**Requirement:** Check every line of the entries that follow, and copy the ones containing "impl".

═══ Dataset

//! Structured logging for the agency hours service
//!
//! Provides context-rich logging with agency identifiers, timestamps, and
//! severity levels. Supports both console output and an append-only log
//! file. Calls made before `init_logger` are silently dropped.

use chrono::Utc;
use std::fmt;
use std::fs::OpenOptions;
use std::io::Write;
use std::str::FromStr;
use std::sync::Mutex;

// ---------------------------------------------------------------------------
// Log Levels
// ---------------------------------------------------------------------------

#[derive(Debug, Clone, Copy, PartialEq, Eq, PartialOrd, Ord)]
pub enum LogLevel {
    Debug,
    Info,
    Warning,
    Error,
}

impl fmt::Display for LogLevel {
    fn fmt(&self, f: &mut fmt::Formatter<'_>) -> fmt::Result {
        match self {
            LogLevel::Debug => write!(f, "DEBUG"),
            LogLevel::Info => write!(f, "INFO"),
            LogLevel::Warning => write!(f, "WARN"),
            LogLevel::Error => write!(f, "ERROR"),
        }
    }
}

impl FromStr for LogLevel {
    type Err = String;

    fn from_str(s: &str) -> Result<Self, Self::Err> {
        match s.trim().to_ascii_lowercase().as_str() {
            "debug" => Ok(LogLevel::Debug),
            "info" => Ok(LogLevel::Info),
            "warn" | "warning" => Ok(LogLevel::Warning),
            "error" => Ok(LogLevel::Error),
            other => Err(format!("unknown log level '{}'", other)),
        }
    }
}

// ---------------------------------------------------------------------------
// Log Sources
// ---------------------------------------------------------------------------

#[derive(Debug, Clone, PartialEq, Eq)]
pub enum LogSource {
    /// Agency directory feed (HTTP or fixture)
    Feed,
    /// Schedule normalization and evaluation
    Schedule,
    Config,
    System,
}

impl fmt::Display for LogSource {
    fn fmt(&self, f: &mut fmt::Formatter<'_>) -> fmt::Result {
        match self {
            LogSource::Feed => write!(f, "FEED"),
            LogSource::Schedule => write!(f, "HOURS"),
            LogSource::Config => write!(f, "CFG"),
            LogSource::System => write!(f, "SYS"),
        }
    }
}

// ---------------------------------------------------------------------------
// Failure Classification
// ---------------------------------------------------------------------------

#[derive(Debug, Clone, PartialEq, Eq)]
pub enum FailureType {
    /// Expected failure - the directory is down for maintenance or rate-limiting
    Expected,
    /// Unexpected failure - indicates an API change or configuration issue
    Unexpected,
    /// Unknown - cannot determine if this is expected or not
    Unknown,
}

impl fmt::Display for FailureType {
    fn fmt(&self, f: &mut fmt::Formatter<'_>) -> fmt::Result {
        match self {
            FailureType::Expected => write!(f, "EXPECTED"),
            FailureType::Unexpected => write!(f, "UNEXPECTED"),
            FailureType::Unknown => write!(f, "UNKNOWN"),
        }
    }
}

// ---------------------------------------------------------------------------
// Logger Configuration
// ---------------------------------------------------------------------------

/// Global logger instance
static LOGGER: Mutex<Option<Logger>> = Mutex::new(None);

pub struct Logger {
    /// Minimum log level to display
    min_level: LogLevel,
    /// Optional file path for logging
    log_file: Option<String>,
    /// Whether to include timestamps in console output
    console_timestamps: bool,
}

impl Logger {
    /// Initialize the global logger
    pub fn init(min_level: LogLevel, log_file: Option<String>, console_timestamps: bool) {
        let logger = Logger {
            min_level,
            log_file,
            console_timestamps,
        };

        if let Ok(mut slot) = LOGGER.lock() {
            *slot = Some(logger);
        }
    }

    fn format_entry(level: LogLevel, source: &LogSource, record_id: Option<&str>, message: &str) -> String {
        let timestamp = Utc::now().format("%Y-%m-%d %H:%M:%S UTC");
        let record_part = record_id.map(|s| format!(" [{}]", s)).unwrap_or_default();
        format!("{} {} {}{}: {}", timestamp, level, source, record_part, message)
    }

    fn log(&self, level: LogLevel, source: &LogSource, record_id: Option<&str>, message: &str) {
        if level < self.min_level {
            return;
        }

        let log_entry = Self::format_entry(level, source, record_id, message);
        let record_part = record_id.map(|s| format!(" [{}]", s)).unwrap_or_default();

        // Diagnostics go to stderr so that stdout carries only the listing
        if self.console_timestamps {
            eprintln!("{}", log_entry);
        } else {
            match level {
                LogLevel::Error => eprintln!("   ✗ {}{}: {}", source, record_part, message),
                LogLevel::Warning => eprintln!("   ⚠ {}{}: {}", source, record_part, message),
                LogLevel::Info => eprintln!("   {}", message),
                LogLevel::Debug => eprintln!("   [DEBUG] {}{}: {}", source, record_part, message),
            }
        }

        if let Some(ref path) = self.log_file {
            if let Err(e) = Self::append_to_file(path, &log_entry) {
                eprintln!("Failed to write to log file {}: {}", path, e);
            }
        }
    }

    fn append_to_file(path: &str, entry: &str) -> std::io::Result<()> {
        let mut file = OpenOptions::new()
            .create(true)
            .append(true)
            .open(path)?;
        writeln!(file, "{}", entry)?;
        Ok(())
    }
}

// ---------------------------------------------------------------------------
// Public Logging Functions
// ---------------------------------------------------------------------------

/// Initialize the global logger
pub fn init_logger(min_level: LogLevel, log_file: Option<&str>, console_timestamps: bool) {
    Logger::init(min_level, log_file.map(String::from), console_timestamps);
}

fn dispatch(level: LogLevel, source: LogSource, record_id: Option<&str>, message: &str) {
    if let Ok(guard) = LOGGER.lock() {
        if let Some(logger) = guard.as_ref() {
            logger.log(level, &source, record_id, message);
        }
    }
}

/// Log a general informational message
pub fn info(source: LogSource, record_id: Option<&str>, message: &str) {
    dispatch(LogLevel::Info, source, record_id, message);
}

/// Log a warning message
pub fn warn(source: LogSource, record_id: Option<&str>, message: &str) {
    dispatch(LogLevel::Warning, source, record_id, message);
}

/// Log an error message
pub fn error(source: LogSource, record_id: Option<&str>, message: &str) {
    dispatch(LogLevel::Error, source, record_id, message);
}

/// Log a debug message
pub fn debug(source: LogSource, record_id: Option<&str>, message: &str) {
    dispatch(LogLevel::Debug, source, record_id, message);
}

// ---------------------------------------------------------------------------
// Failure Classification Helpers
// ---------------------------------------------------------------------------

/// Classify a feed failure from its rendered error message
pub fn classify_feed_failure(error_message: &str) -> FailureType {
    if error_message.contains("HTTP error: 429") || error_message.contains("HTTP error: 503") {
        // Rate limiting and maintenance windows are routine for the directory
        FailureType::Expected
    } else if error_message.contains("HTTP error") || error_message.contains("Parse error") {
        FailureType::Unexpected
    } else {
        FailureType::Unknown
    }
}

/// Log a feed failure with automatic classification
pub fn log_feed_failure(operation: &str, err: &dyn std::error::Error) {
    let error_msg = err.to_string();
    let failure_type = classify_feed_failure(&error_msg);

    let message = format!("{} failed [{}]: {}", operation, failure_type, error_msg);

    match failure_type {
        FailureType::Expected => warn(LogSource::Feed, None, &message),
        FailureType::Unexpected => error(LogSource::Feed, None, &message),
        FailureType::Unknown => warn(LogSource::Feed, None, &message),
    }
}

// ---------------------------------------------------------------------------
// Ingestion Summary Logging
// ---------------------------------------------------------------------------

/// Log a summary of one ingestion pass
pub fn log_ingest_summary(total: usize, mapped: usize, skipped: usize) {
    let message = format!(
        "Ingestion complete: {}/{} agencies mapped, {} skipped",
        mapped, total, skipped
    );

    if skipped == 0 {
        info(LogSource::Feed, None, &message);
    } else if mapped == 0 {
        error(LogSource::Feed, None, &message);
    } else {
        warn(LogSource::Feed, None, &message);
    }
}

══════

**Task solution:**
impl fmt::Display for LogLevel {
impl FromStr for LogLevel {
impl fmt::Display for LogSource {
impl fmt::Display for FailureType {
impl Logger {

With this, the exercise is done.